Family Stories and Chronic Illness
The importance of shared narrative.
by Katie Willard Virant MSW, JD, LCSW · Psychology TodayReviewed by Monica Vilhauer Ph.D.
Key points
- Family stories foster a sense of identity.
- The process of telling family stories should incorporate attention, warmth, and perspective-taking.
- Family stories reflect family values.
- Family story-telling easily can be incorportated into family life.
“Tell me a story!” From the time we are young, we seek narrative. We look to stories to help us make sense of the world, to more deeply understand ourselves and others, and to expand our knowledge. We also enjoy the connection we feel in the story-sharing process: the warmth of a parent’s lap as they read us a book, the secrets shared with best friends at school, the emotional strength of knowing our loved ones’ stories and having them know ours.
Family stories — the intergenerational sharing of family history — have a special importance. We belong first to our families, and our experience as members of this particular group is potent. The content of family stories and the process of telling them are both important in identifying who we are and where we come from.
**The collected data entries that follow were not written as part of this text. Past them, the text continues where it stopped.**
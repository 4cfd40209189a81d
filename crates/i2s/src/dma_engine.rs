//! The shared feed/empty core that both transport backends drive.
//!
//! The circular-DMA backend calls [`PingPongEngine::feed`]/[`PingPongEngine::empty`]
//! once per half-complete/complete interrupt with a 256-byte (by default)
//! slice. The event-queue backend calls the same methods with a
//! full-DMA-buffer-sized slice per write/read cycle. The copy, reformat,
//! cursor-advance, and queue hand-off logic is written exactly once here.

use crate::error::StateError;
use crate::queue::Queue;
use crate::reformat::{swap_32_bit_half_words_bytes, swap_32_bit_stereo_channels_bytes};
use crate::types::{BufferHandle, Bits, Format};

/// Which wire-level byte reformat, if any, the active backend requires.
#[derive(Debug, Clone, Copy, PartialEq, Eq)]
#[cfg_attr(feature = "defmt", derive(defmt::Format))]
pub enum ReformatKind {
    /// No reformat; the wire layout already matches the canonical layout.
    None,
    /// Swap adjacent 32-bit stereo (L,R) pairs to (R,L).
    ChannelSwap32Stereo,
    /// Swap the high/low 16-bit half-words of every 32-bit sample.
    HalfWordSwap32,
}

/// What happened on one `feed`/`empty` step, useful for backend logging and
/// tests.
#[derive(Debug, Clone, Copy, PartialEq, Eq)]
#[cfg_attr(feature = "defmt", derive(defmt::Format))]
pub enum StepOutcome {
    /// No application buffer was available; the target half was silence-filled
    /// (TX) or the DMA half was discarded (RX).
    Underrun,
    /// Data was copied; the active application buffer is not yet exhausted.
    Copied,
    /// Data was copied and the active application buffer reached its end;
    /// it has been handed to the opposite queue and the completion callback
    /// (if any) should now fire.
    BufferCompleted,
}

struct CurrentBuffer {
    handle: BufferHandle,
    cursor: usize,
}

/// Owns the idle/active queues and the in-flight application buffer cursor
/// for one session, and implements the per-half-buffer copy algorithm.
pub struct PingPongEngine<const CAP: usize> {
    bits: Bits,
    format: Format,
    reformat: ReformatKind,
    idle: Queue<BufferHandle, CAP>,
    active: Queue<BufferHandle, CAP>,
    current: Option<CurrentBuffer>,
}

impl<const CAP: usize> PingPongEngine<CAP> {
    /// Construct an engine for the given sample width, channel format, and
    /// wire reformat policy. Both queues start empty.
    #[must_use]
    pub const fn new(bits: Bits, format: Format, reformat: ReformatKind) -> Self {
        Self {
            bits,
            format,
            reformat,
            idle: Queue::new(),
            active: Queue::new(),
            current: None,
        }
    }

    /// Push a buffer onto the idle queue (buffers available for filling on
    /// RX, or replenishment bookkeeping on TX after `put_buffer`).
    ///
    /// # Errors
    ///
    /// Returns [`StateError::QueueFull`] if the idle queue is at capacity.
    pub fn enqueue_idle(&mut self, handle: BufferHandle) -> Result<(), StateError> {
        critical_section::with(|_| self.idle.enqueue(handle))
    }

    /// Push a buffer onto the active queue (buffers queued for playback on
    /// TX, or filled captures awaiting the application on RX).
    ///
    /// # Errors
    ///
    /// Returns [`StateError::QueueFull`] if the active queue is at capacity.
    pub fn enqueue_active(&mut self, handle: BufferHandle) -> Result<(), StateError> {
        critical_section::with(|_| self.active.enqueue(handle))
    }

    /// Pop the oldest buffer off the idle queue.
    pub fn dequeue_idle(&mut self) -> Option<BufferHandle> {
        critical_section::with(|_| self.idle.dequeue())
    }

    /// Pop the oldest buffer off the active queue.
    pub fn dequeue_active(&mut self) -> Option<BufferHandle> {
        critical_section::with(|_| self.active.dequeue())
    }

    /// Discard all queued buffers and the in-flight cursor, returning the
    /// session to a freshly-initialized state. Used by `init`/`deinit`.
    pub fn reset(&mut self) {
        critical_section::with(|_| {
            self.idle.clear();
            self.active.clear();
        });
        self.current = None;
    }

    /// Prime the engine with the first buffer to stream from the active
    /// queue (transmit-direction `start`). Returns `false` if the active
    /// queue was empty.
    pub fn prime_from_active(&mut self) -> bool {
        self.current.is_some() || self.pull_next_tx_buffer()
    }

    /// Prime the engine with the first buffer to stream from the idle queue
    /// (receive-direction `start`). Returns `false` if the idle queue was
    /// empty.
    pub fn prime_from_idle(&mut self) -> bool {
        self.current.is_some() || self.pull_next_rx_buffer()
    }

    /// Transmit step: fill `half` (one DMA half-buffer) from the active
    /// application buffer, duplicating/reformatting per the configured
    /// (bits, format). On underrun, `half` is zero-filled and streaming
    /// continues rather than stalling the hardware.
    #[allow(clippy::arithmetic_side_effects)] // cursor advances by consumed <= src.len() - cursor
    pub fn feed(&mut self, half: &mut [u8]) -> StepOutcome {
        if self.current.is_none() && !self.pull_next_tx_buffer() {
            half.fill(0);
            return StepOutcome::Underrun;
        }
        let Some(cur) = self.current.as_mut() else {
            half.fill(0);
            return StepOutcome::Underrun;
        };
        // SAFETY: `cur.handle` is exclusively owned by the engine while
        // `current` holds it — it was removed from the active queue and has
        // not been handed back to the application.
        let src = unsafe { cur.handle.as_slice() };
        let consumed = copy_app_to_dma(src, cur.cursor, half, self.bits, self.format);
        apply_reformat(half, self.reformat);
        cur.cursor += consumed;
        self.finish_step_if_exhausted(HandoffTarget::Idle)
    }

    /// Receive step: drain `half` (one DMA half-buffer, already captured by
    /// hardware) into the active application buffer, reformatting/extracting
    /// the left channel per the configured (bits, format). On underrun (no
    /// application buffer available), the captured half is simply discarded.
    #[allow(clippy::arithmetic_side_effects)] // cursor advances by consumed <= dst.len() - cursor
    pub fn empty(&mut self, half: &mut [u8]) -> StepOutcome {
        if self.current.is_none() && !self.pull_next_rx_buffer() {
            return StepOutcome::Underrun;
        }
        apply_reformat(half, self.reformat);
        let Some(cur) = self.current.as_mut() else {
            return StepOutcome::Underrun;
        };
        // SAFETY: see `feed` — `cur.handle` is exclusively owned here.
        let dst = unsafe { cur.handle.as_mut_slice() };
        let consumed = copy_dma_to_app(half, dst, cur.cursor, self.bits, self.format);
        cur.cursor += consumed;
        self.finish_step_if_exhausted(HandoffTarget::Active)
    }

    fn pull_next_tx_buffer(&mut self) -> bool {
        match critical_section::with(|_| self.active.dequeue()) {
            Some(handle) => {
                self.current = Some(CurrentBuffer { handle, cursor: 0 });
                true
            }
            None => false,
        }
    }

    fn pull_next_rx_buffer(&mut self) -> bool {
        match critical_section::with(|_| self.idle.dequeue()) {
            Some(handle) => {
                self.current = Some(CurrentBuffer { handle, cursor: 0 });
                true
            }
            None => false,
        }
    }

    fn finish_step_if_exhausted(&mut self, target: HandoffTarget) -> StepOutcome {
        let Some(cur) = self.current.as_ref() else {
            return StepOutcome::Underrun;
        };
        if cur.cursor < cur.handle.len() {
            return StepOutcome::Copied;
        }
        let Some(completed) = self.current.take().map(|cur| cur.handle) else {
            return StepOutcome::Underrun;
        };
        critical_section::with(|_| {
            let _ = match target {
                HandoffTarget::Idle => self.idle.enqueue(completed),
                HandoffTarget::Active => self.active.enqueue(completed),
            };
        });
        StepOutcome::BufferCompleted
    }
}

/// Which queue a fully-consumed/fully-filled buffer is handed back to: the
/// idle queue when `feed` (TX) drains a buffer, the active queue when
/// `empty` (RX) fills one.
enum HandoffTarget {
    Idle,
    Active,
}

fn apply_reformat(half: &mut [u8], kind: ReformatKind) {
    match kind {
        ReformatKind::None => {}
        ReformatKind::ChannelSwap32Stereo => swap_32_bit_stereo_channels_bytes(half),
        ReformatKind::HalfWordSwap32 => swap_32_bit_half_words_bytes(half),
    }
}

#[allow(clippy::arithmetic_side_effects)] // offsets bounded by half.len()/src.len() checks before each slice
#[allow(clippy::indexing_slicing)] // every range is bounded by an explicit len check immediately above it
fn copy_app_to_dma(
    src: &[u8],
    cursor: usize,
    half: &mut [u8],
    bits: Bits,
    format: Format,
) -> usize {
    let sample_bytes = bits.container_bytes();
    match format {
        Format::Stereo => {
            let n = half.len().min(src.len().saturating_sub(cursor));
            half[..n].copy_from_slice(&src[cursor..cursor + n]);
            if n < half.len() {
                half[n..].fill(0);
            }
            n
        }
        Format::Mono => {
            let frame_bytes = sample_bytes * 2;
            let frames = half.len() / frame_bytes;
            let mut consumed = 0;
            for i in 0..frames {
                let src_off = cursor + i * sample_bytes;
                if src_off + sample_bytes > src.len() {
                    break;
                }
                let l_off = i * frame_bytes;
                let r_off = l_off + sample_bytes;
                half[l_off..l_off + sample_bytes].copy_from_slice(&src[src_off..src_off + sample_bytes]);
                half[r_off..r_off + sample_bytes].copy_from_slice(&src[src_off..src_off + sample_bytes]);
                consumed += sample_bytes;
            }
            consumed
        }
    }
}

#[allow(clippy::arithmetic_side_effects)] // offsets bounded by half.len()/dst.len() checks before each slice
#[allow(clippy::indexing_slicing)] // every range is bounded by an explicit len check immediately above it
fn copy_dma_to_app(
    half: &[u8],
    dst: &mut [u8],
    cursor: usize,
    bits: Bits,
    format: Format,
) -> usize {
    let sample_bytes = bits.container_bytes();
    match format {
        Format::Stereo => {
            let n = half.len().min(dst.len().saturating_sub(cursor));
            dst[cursor..cursor + n].copy_from_slice(&half[..n]);
            n
        }
        Format::Mono => {
            let frame_bytes = sample_bytes * 2;
            let frames = half.len() / frame_bytes;
            let mut consumed = 0;
            for i in 0..frames {
                let dst_off = cursor + i * sample_bytes;
                if dst_off + sample_bytes > dst.len() {
                    break;
                }
                let l_off = i * frame_bytes;
                dst[dst_off..dst_off + sample_bytes].copy_from_slice(&half[l_off..l_off + sample_bytes]);
                consumed += sample_bytes;
            }
            consumed
        }
    }
}

#[cfg(test)]
#[allow(clippy::indexing_slicing)] // test assertions on known-length fixed buffers
#[allow(clippy::unwrap_used)] // tests use unwrap() for readable assertions
mod tests {
    use super::*;

    fn leak_buffer(bytes: Vec<u8>) -> BufferHandle {
        let boxed = bytes.into_boxed_slice();
        let len = boxed.len();
        let ptr = Box::into_raw(boxed) as *mut u8;
        unsafe { BufferHandle::new(ptr, len) }
    }

    #[test]
    fn scenario_s1_stereo_16_bit_tx_full_buffer() {
        let mut engine: PingPongEngine<4> = PingPongEngine::new(Bits::Bits16, Format::Stereo, ReformatKind::None);
        let handle = leak_buffer(vec![0xAA; 512]);
        engine.enqueue_active(handle).unwrap();
        let mut half = [0u8; 256];

        assert_eq!(engine.feed(&mut half), StepOutcome::Copied);
        assert_eq!(half, [0xAA; 256]);
        assert_eq!(engine.feed(&mut half), StepOutcome::BufferCompleted);
        assert_eq!(engine.dequeue_idle().is_some(), true);
    }

    #[test]
    fn scenario_s4_mono_16_bit_tx_duplicates_into_l_and_r() {
        let mut engine: PingPongEngine<4> = PingPongEngine::new(Bits::Bits16, Format::Mono, ReformatKind::None);
        // Two mono 16-bit samples: 0xBBAA, 0xDDCC (little-endian bytes).
        let handle = leak_buffer(vec![0xAA, 0xBB, 0xCC, 0xDD]);
        engine.enqueue_active(handle).unwrap();
        let mut half = [0u8; 8];
        engine.feed(&mut half);
        assert_eq!(half, [0xAA, 0xBB, 0xAA, 0xBB, 0xCC, 0xDD, 0xCC, 0xDD]);
    }

    #[test]
    fn scenario_s6_underrun_zero_fills_and_does_not_error() {
        let mut engine: PingPongEngine<4> = PingPongEngine::new(Bits::Bits16, Format::Stereo, ReformatKind::None);
        let mut half = [0xFFu8; 256];
        let outcome = engine.feed(&mut half);
        assert_eq!(outcome, StepOutcome::Underrun);
        assert_eq!(half, [0u8; 256]);
    }

    #[test]
    fn rx_discards_dma_half_when_no_application_buffer_queued() {
        let mut engine: PingPongEngine<4> = PingPongEngine::new(Bits::Bits16, Format::Stereo, ReformatKind::None);
        let mut half = [0x42u8; 256];
        let outcome = engine.empty(&mut half);
        assert_eq!(outcome, StepOutcome::Underrun);
    }

    #[test]
    fn rx_stereo_round_trips_full_buffer() {
        let mut engine: PingPongEngine<4> = PingPongEngine::new(Bits::Bits16, Format::Stereo, ReformatKind::None);
        let handle = leak_buffer(vec![0u8; 512]);
        engine.enqueue_idle(handle).unwrap();
        let mut half_a = [0x11u8; 256];
        let mut half_b = [0x22u8; 256];
        assert_eq!(engine.empty(&mut half_a), StepOutcome::Copied);
        assert_eq!(engine.empty(&mut half_b), StepOutcome::BufferCompleted);
        let completed = engine.dequeue_active().unwrap();
        let bytes = unsafe { completed.as_slice() };
        assert_eq!(&bytes[..256], &[0x11u8; 256][..]);
        assert_eq!(&bytes[256..], &[0x22u8; 256][..]);
    }

    #[test]
    fn buffer_handle_occupies_exactly_one_location_at_a_time() {
        let mut engine: PingPongEngine<4> = PingPongEngine::new(Bits::Bits16, Format::Stereo, ReformatKind::None);
        let handle = leak_buffer(vec![0u8; 256]);
        engine.enqueue_active(handle).unwrap();
        assert_eq!(engine.active.len(), 1);
        let mut half = [0u8; 256];
        engine.feed(&mut half);
        // Moved out of the active queue into the in-flight cursor slot.
        assert_eq!(engine.active.len(), 0);
        engine.feed(&mut half);
        // Handed off to the idle queue; never present in two places.
        assert_eq!(engine.idle.len(), 1);
    }
}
Family stories about challenges — including illness — help family members process painful events. Putting words to difficult experiences gives a sense of control and understanding (Trees & Kellas, 2009). Telling the painful story together is a relational experience in which family members grow closer.
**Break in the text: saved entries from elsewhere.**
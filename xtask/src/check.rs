use anyhow::{Context, Result};
use colored::Colorize;
use std::process::Command;
use std::time::Instant;

pub fn run() -> Result<()> {
    println!();
    println!("{}", "🔍 Checking all crates...".cyan().bold());
    println!();

    let total_start = Instant::now();

    // Check 1: Hardware target
    println!("{}", "  Checking hardware target (STM32H7)...".cyan());
    let hw_start = Instant::now();

    let hw_output = Command::new("cargo")
        .args([
            "check",
            "-p",
            "firmware",
            "--target",
            "thumbv7em-none-eabihf",
            "--features",
            "hardware",
        ])
        .output()
        .context("Failed to check hardware build")?;

    if !hw_output.status.success() {
        eprintln!("{}", "  ✗ Hardware check failed".red().bold());
        eprintln!();
        eprintln!("{}", String::from_utf8_lossy(&hw_output.stderr));
        anyhow::bail!("Hardware check failed");
    }

    println!(
        "{}",
        format!(
            "  ✓ Hardware check passed in {:.2}s",
            hw_start.elapsed().as_secs_f64()
        )
        .green()
    );
    println!();

    // Check 2: i2s crate (host, default features)
    println!("{}", "  Checking i2s crate (host)...".cyan());
    let i2s_start = Instant::now();

    let i2s_output = Command::new("cargo")
        .args(["check", "-p", "i2s"])
        .output()
        .context("Failed to check i2s crate")?;

    if !i2s_output.status.success() {
        eprintln!("{}", "  ✗ i2s check failed".red().bold());
        eprintln!();
        eprintln!("{}", String::from_utf8_lossy(&i2s_output.stderr));
        anyhow::bail!("i2s check failed");
    }

    println!(
        "{}",
        format!(
            "  ✓ i2s check passed in {:.2}s",
            i2s_start.elapsed().as_secs_f64()
        )
        .green()
    );
    println!();

    // Check 3: Platform crate (no_std compatibility)
    println!("{}", "  Checking platform crate (no_std)...".cyan());
    let platform_start = Instant::now();

    let platform_output = Command::new("cargo")
        .args([
            "check",
            "-p",
            "platform",
            "--target",
            "thumbv7em-none-eabihf",
            "--no-default-features",
        ])
        .output()
        .context("Failed to check platform crate")?;

    if !platform_output.status.success() {
        eprintln!("{}", "  ✗ Platform check failed".red().bold());
        eprintln!();
        eprintln!("{}", String::from_utf8_lossy(&platform_output.stderr));
        anyhow::bail!("Platform check failed");
    }

    println!(
        "{}",
        format!(
            "  ✓ Platform check passed in {:.2}s",
            platform_start.elapsed().as_secs_f64()
        )
        .green()
    );
    println!();

    // Check 4: Clippy lints
    println!("{}", "  Running clippy lints...".cyan());
    let clippy_start = Instant::now();

    let clippy_output = Command::new("cargo")
        .args([
            "clippy",
            "--workspace",
            "--all-targets",
            "--",
            "-D",
            "warnings",
        ])
        .output()
        .context("Failed to run clippy")?;

    if !clippy_output.status.success() {
        eprintln!("{}", "  ✗ Clippy warnings found".red().bold());
        eprintln!();
        eprintln!("{}", String::from_utf8_lossy(&clippy_output.stderr));
        anyhow::bail!("Clippy check failed");
    } else {
        println!(
            "{}",
            format!(
                "  ✓ Clippy passed in {:.2}s",
                clippy_start.elapsed().as_secs_f64()
            )
            .green()
        );
    }
    println!();

    // Check 5: Format check
    println!("{}", "  Checking code formatting...".cyan());

    let fmt_output = Command::new("cargo")
        .args(["fmt", "--all", "--check"])
        .output()
        .context("Failed to run cargo fmt")?;

    if !fmt_output.status.success() {
        eprintln!("{}", "  ✗ Formatting issues found".red().bold());
        eprintln!("     Run 'cargo fmt --all' to fix");
        anyhow::bail!("Format check failed");
    } else {
        println!("{}", "  ✓ Formatting check passed".green());
    }
    println!();

    println!(
        "{}",
        format!(
            "✓ All checks completed in {:.2}s",
            total_start.elapsed().as_secs_f64()
        )
        .green()
        .bold()
    );
    println!();

    Ok(())
}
The chronic illness of a family member affects the family as a unit. While the person living with disease has her narrative of illness, the other family members — parents, spouse, children, siblings — have theirs. These disparate narratives weave together — sometimes complementarily and sometimes contradictorily — to create a family story about illness.
How might we create and nourish our own family stories about illness? This post offers suggestions on facilitating these narratives.
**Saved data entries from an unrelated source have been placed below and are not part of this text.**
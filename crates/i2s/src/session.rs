//! The per-peripheral session state machine: construction, (re)initialization,
//! `get_buffer`/`put_buffer`, `start`, and `deinit`.

use crate::backend::TransportBackend;
use crate::config::DEFAULT_QUEUE_CAPACITY;
use crate::dma_engine::{PingPongEngine, ReformatKind, StepOutcome};
use crate::error::{CallbackError, ConfigError, I2sError, StateError};
use crate::registry::{Claim, PeripheralId};
use crate::types::{Bits, BufferHandle, Format, Mode, SampleRateHz};

/// Lifecycle states a [`Session`] moves through.
#[derive(Debug, Clone, Copy, PartialEq, Eq)]
#[cfg_attr(feature = "defmt", derive(defmt::Format))]
pub enum SessionState {
    /// Constructed but never successfully `init`'d.
    Unconfigured,
    /// Configured; DMA is not running.
    Idle,
    /// DMA is running.
    Streaming,
    /// `deinit` has been called; the peripheral slot is free.
    Deinitialized,
}

/// Invoked when a buffer completes its lifecycle: fully drained back to the
/// idle queue (TX) or fully filled into the active queue (RX).
///
/// A returned `Err` clears the callback slot and is logged; the stream
/// itself keeps running, matching the source's behaviour of disabling a
/// Python callback that raised rather than aborting playback.
pub trait CompletionCallback {
    /// Called once per completed buffer, on whatever context (ISR or
    /// worker task) the active backend runs its feed/empty loop in.
    fn on_complete(&mut self) -> Result<(), CallbackError>;
}

/// A callback that never fires; the default when no completion
/// notification is needed.
#[derive(Debug, Clone, Copy, Default)]
pub struct NoCallback;

impl CompletionCallback for NoCallback {
    fn on_complete(&mut self) -> Result<(), CallbackError> {
        Ok(())
    }
}

/// One I2S peripheral's streaming session.
///
/// Generic over the concrete [`TransportBackend`] driving the hardware, the
/// [`CompletionCallback`] implementation the application supplies, and the
/// queue capacity `CAP` (default matches [`DEFAULT_QUEUE_CAPACITY`]).
pub struct Session<B: TransportBackend, C: CompletionCallback = NoCallback, const CAP: usize = DEFAULT_QUEUE_CAPACITY> {
    state: SessionState,
    mode: Mode,
    bits: Bits,
    format: Format,
    engine: PingPongEngine<CAP>,
    backend: B,
    callback: Option<C>,
    callback_faulted: bool,
    claim: Option<Claim>,
}

impl<B: TransportBackend, C: CompletionCallback, const CAP: usize> Session<B, C, CAP> {
    /// Construct a session over the given backend without claiming a
    /// peripheral id. The session starts [`SessionState::Unconfigured`];
    /// only `init` is meaningful until it has been called.
    ///
    /// Prefer [`Self::construct`] when the board exposes more than one I2S
    /// peripheral instance and a second session must not silently claim the
    /// same hardware as a live one; this constructor is for callers (and
    /// tests) that already guarantee single ownership some other way.
    pub const fn new(backend: B) -> Self {
        Self {
            state: SessionState::Unconfigured,
            mode: Mode::TxMaster,
            bits: Bits::Bits16,
            format: Format::Stereo,
            engine: PingPongEngine::new(Bits::Bits16, Format::Stereo, ReformatKind::None),
            backend,
            callback: None,
            callback_faulted: false,
            claim: None,
        }
    }

    /// Claim `id` and run `init` with the given configuration in one step.
    ///
    /// If `init` fails, the claim on `id` is released before the error is
    /// returned — a failed construction never leaves the peripheral
    /// permanently locked out.
    ///
    /// # Errors
    ///
    /// Returns [`ConfigError::InvalidPeripheralId`] if `id` names no
    /// peripheral this build supports, [`ConfigError::AlreadyInUse`] if
    /// another live session already claimed `id`, or any error `init` can
    /// return.
    #[allow(clippy::too_many_arguments)]
    pub async fn construct(
        id: PeripheralId,
        backend: B,
        mode: Mode,
        bits: Bits,
        format: Format,
        sample_rate_hz: u32,
        buffers: &[BufferHandle],
        callback: Option<C>,
    ) -> Result<Self, I2sError<B::Error>> {
        let claim = Claim::acquire(id)?;
        let mut session = Self::new(backend);
        session
            .init(mode, bits, format, sample_rate_hz, buffers, callback)
            .await?;
        session.claim = Some(claim);
        Ok(session)
    }

    /// Current lifecycle state.
    #[must_use]
    pub const fn state(&self) -> SessionState {
        self.state
    }

    /// Direction this session is configured for.
    #[must_use]
    pub const fn mode(&self) -> Mode {
        self.mode
    }

    /// The peripheral id this session claimed via [`Self::construct`], if
    /// any.
    #[must_use]
    pub fn peripheral_id(&self) -> Option<PeripheralId> {
        self.claim.as_ref().map(Claim::id)
    }

    /// (Re)configure the session.
    ///
    /// If currently [`SessionState::Streaming`], the backend is stopped
    /// first. Both queues are cleared and every buffer in `buffers` is
    /// enqueued onto the idle queue before the backend is reconfigured.
    ///
    /// # Errors
    ///
    /// Returns a [`ConfigError`] if `bits` is rejected by the backend,
    /// `sample_rate_hz` is out of range, or `buffers` is longer than `CAP`
    /// or contains a misaligned length. Returns
    /// [`crate::error::I2sError::Driver`] if the backend itself rejects the
    /// configuration.
    pub async fn init(
        &mut self,
        mode: Mode,
        bits: Bits,
        format: Format,
        sample_rate_hz: u32,
        buffers: &[BufferHandle],
        callback: Option<C>,
    ) -> Result<(), I2sError<B::Error>> {
        if matches!(bits, Bits::Bits24) && !B::SUPPORTS_24_BIT {
            return Err(ConfigError::InvalidBits.into());
        }
        let sample_rate = SampleRateHz::new(sample_rate_hz)?;
        if buffers.len() > CAP {
            return Err(ConfigError::InvalidBufferSet.into());
        }
        let transfer_unit = self.transfer_unit_bytes(bits, format);
        for buffer in buffers {
            if transfer_unit == 0 || buffer.len() % transfer_unit != 0 {
                return Err(ConfigError::MisalignedBufferLength.into());
            }
        }

        if self.state == SessionState::Streaming {
            self.backend.stop().await.map_err(I2sError::Driver)?;
        }

        self.engine = PingPongEngine::new(bits, format, B::reformat_for(bits, format));
        for buffer in buffers {
            // `buffers.len() <= CAP` was checked above, so this cannot fail.
            let _ = self.engine.enqueue_idle(*buffer);
        }

        self.backend
            .configure(mode, bits, format, sample_rate)
            .await
            .map_err(I2sError::Driver)?;

        self.mode = mode;
        self.bits = bits;
        self.format = format;
        self.callback = callback;
        self.callback_faulted = false;
        self.state = SessionState::Idle;
        Ok(())
    }

    #[allow(clippy::arithmetic_side_effects)] // half-buffer byte count, Format::Mono halves a fixed non-zero size
    fn transfer_unit_bytes(&self, bits: Bits, format: Format) -> usize {
        let half = self.backend.dma_half_buffer_bytes();
        match format {
            Format::Stereo => half,
            Format::Mono => half / 2,
        }
    }

    /// Pop the next buffer the application should consume.
    ///
    /// TX: pops the idle queue (a buffer ready to be filled and resubmitted
    /// via `put_buffer`). RX: pops the active queue (a buffer hardware has
    /// finished filling). Returns `Ok(None)` if that queue is currently
    /// empty — not an error.
    ///
    /// # Errors
    ///
    /// Returns [`StateError::NotInitialized`] if `init` has not succeeded.
    pub fn get_buffer(&mut self) -> Result<Option<BufferHandle>, I2sError<B::Error>> {
        self.require_initialized()?;
        Ok(match self.mode {
            Mode::TxMaster => self.engine.dequeue_idle(),
            Mode::RxMaster => self.engine.dequeue_active(),
        })
    }

    /// Hand a buffer to the engine.
    ///
    /// TX: pushes onto the active (playback) queue. RX: pushes onto the
    /// idle (fillable) queue.
    ///
    /// # Errors
    ///
    /// Returns [`StateError::NotInitialized`] if `init` has not succeeded,
    /// or [`StateError::QueueFull`] if the target queue is already at
    /// capacity.
    pub fn put_buffer(&mut self, handle: BufferHandle) -> Result<(), I2sError<B::Error>> {
        self.require_initialized()?;
        match self.mode {
            Mode::TxMaster => self.engine.enqueue_active(handle),
            Mode::RxMaster => self.engine.enqueue_idle(handle),
        }
        .map_err(Into::into)
    }

    /// Begin streaming.
    ///
    /// Primes the engine with the first buffer (from the active queue for
    /// TX, the idle queue for RX) and starts the backend. Idempotent if
    /// already streaming. `put_buffer` alone never starts streaming —
    /// `start` must be called explicitly.
    ///
    /// # Errors
    ///
    /// Returns [`StateError::NotInitialized`] if `init` has not succeeded,
    /// [`StateError::NoBufferToPrime`] if the priming queue is empty, or
    /// [`crate::error::I2sError::Driver`] if the backend fails to start.
    pub async fn start(&mut self) -> Result<(), I2sError<B::Error>> {
        self.require_initialized()?;
        if self.state == SessionState::Streaming {
            return Ok(());
        }
        let primed = match self.mode {
            Mode::TxMaster => self.engine.prime_from_active(),
            Mode::RxMaster => self.engine.prime_from_idle(),
        };
        if !primed {
            return Err(StateError::NoBufferToPrime.into());
        }
        self.backend.start().await.map_err(I2sError::Driver)?;
        self.state = SessionState::Streaming;
        Ok(())
    }

    /// Stop the backend, release all queued buffers, and free the
    /// peripheral slot.
    ///
    /// # Errors
    ///
    /// Returns [`crate::error::I2sError::Driver`] if the backend fails to
    /// stop cleanly. The session is still marked deinitialized regardless.
    pub async fn deinit(&mut self) -> Result<(), I2sError<B::Error>> {
        let result = self.backend.stop().await.map_err(I2sError::Driver);
        self.engine.reset();
        self.state = SessionState::Deinitialized;
        self.claim = None;
        result
    }

    /// Direct access to the feed/empty engine, for the active backend to
    /// drive from its ISR or worker task.
    pub fn engine_mut(&mut self) -> &mut PingPongEngine<CAP> {
        &mut self.engine
    }

    /// Direct access to the concrete backend, for ISR/worker-task code that
    /// needs to reach the underlying driver (e.g. the queued backend's
    /// non-blocking write/read call).
    pub fn backend_mut(&mut self) -> &mut B {
        &mut self.backend
    }

    /// Dispatch the completion callback after a [`StepOutcome::BufferCompleted`]
    /// step. A faulting callback is cleared and not retried.
    pub fn notify_step(&mut self, outcome: StepOutcome) {
        if outcome != StepOutcome::BufferCompleted || self.callback_faulted {
            return;
        }
        if let Some(callback) = self.callback.as_mut() {
            if callback.on_complete().is_err() {
                #[cfg(feature = "defmt")]
                defmt::error!("I2S completion callback faulted; disabling it, stream continues");
                self.callback_faulted = true;
                self.callback = None;
            }
        }
    }

    fn require_initialized(&self) -> Result<(), StateError> {
        match self.state {
            SessionState::Idle | SessionState::Streaming => Ok(()),
            SessionState::Unconfigured | SessionState::Deinitialized => {
                Err(StateError::NotInitialized)
            }
        }
    }
}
Attention, Warmth, and Perspective-Taking
Talking together as a family about chronic illness should be a safe experience in which each person feels comfortable sharing her perspective. Attention should be paid to each speaker and can be indicated by eye contact, lack of distractions like phones, and lack of interruption. Warmth can be shown through gentle facial expressions and nonverbal cues like nodding. Turn-taking should be encouraged, with every family member having an opportunity to speak.
Perspective-taking should be modeled and, if necessary, explained. Perspective-taking is the recognition that every individual has her own thoughts, feelings, and interpretations of experiences (Trees & Kellas, 2009). It can be challenging to listen to a perspective with which you strongly disagree. However, listening implies neither agreement nor erasure of your own perspective. Get comfortable saying, “My experience of that event was different, but I am open to understanding the way that you felt about it.”
Perspective-taking also includes taking into account the developmental stage of each family member. Adults need to be mindful of not burdening children with information that overwhelms their capacities. In sharing family stories, it’s important to ask: “Is this information that is appropriate to share with my child?” Adolescents may opt out of family story-sharing. Understand that this is developmentally appropriate as they work to separate from the family unit.
Family Values
Our stories — and the way we tell them — convey something about our family’s values. Stories about illness often offer an implicit manifesto of how a family copes with difficult challenges. Family stories may marvel at the courage of the person living with illness; praise the steadfast loyalty of family members who care for the ill person; and underscore humor as a way of coping with hard times. The process of family story-telling about illness also communicates values: the value of communication; the value of sharing emotions; and the value of the family as a unit of support.
What values show up in your family stories, including stories of illness? Are there values that you would like to emphasize? This can be as simple as saying at the dinner table: “Remember when Dad was in the hospital last year? I was really proud of how you kids made him ‘Get Well’ cards. He was so happy when he got those.” This story emphasizes the value placed on acts demonstrating care. It also underscores the interconnectedness of family members, and children’s ability to have a positive impact on their parents’ lives.
Where to Begin
What stories does your family tell, including illness stories? What messages do those stories convey about your family’s values and identity?
If there is a silence around illness, why might that be? What are you communicating when you DON’T talk about illness — that it’s too painful to acknowledge?
What stories would you like to tell? Start with a “Remember when . . . ?” anecdote and see how other family members respond to your opening. You may prompt them, asking, “I wonder what that incident was like for you” or “What do you remember about that time?”
Encourage sharing stories at the dinner table about the day's events, no matter how mundane they may seem. The more that family members grow comfortable sharing (talking and listening to) stories, the more that narrative will come to be an important and generative part of family life.
References
Trees, A. R., & Kellas, J. K. (2009). Telling tales: Enacting family relationships in joint storytelling about difficult family experiences. Western Journal of Communication, 73(1), 91-111.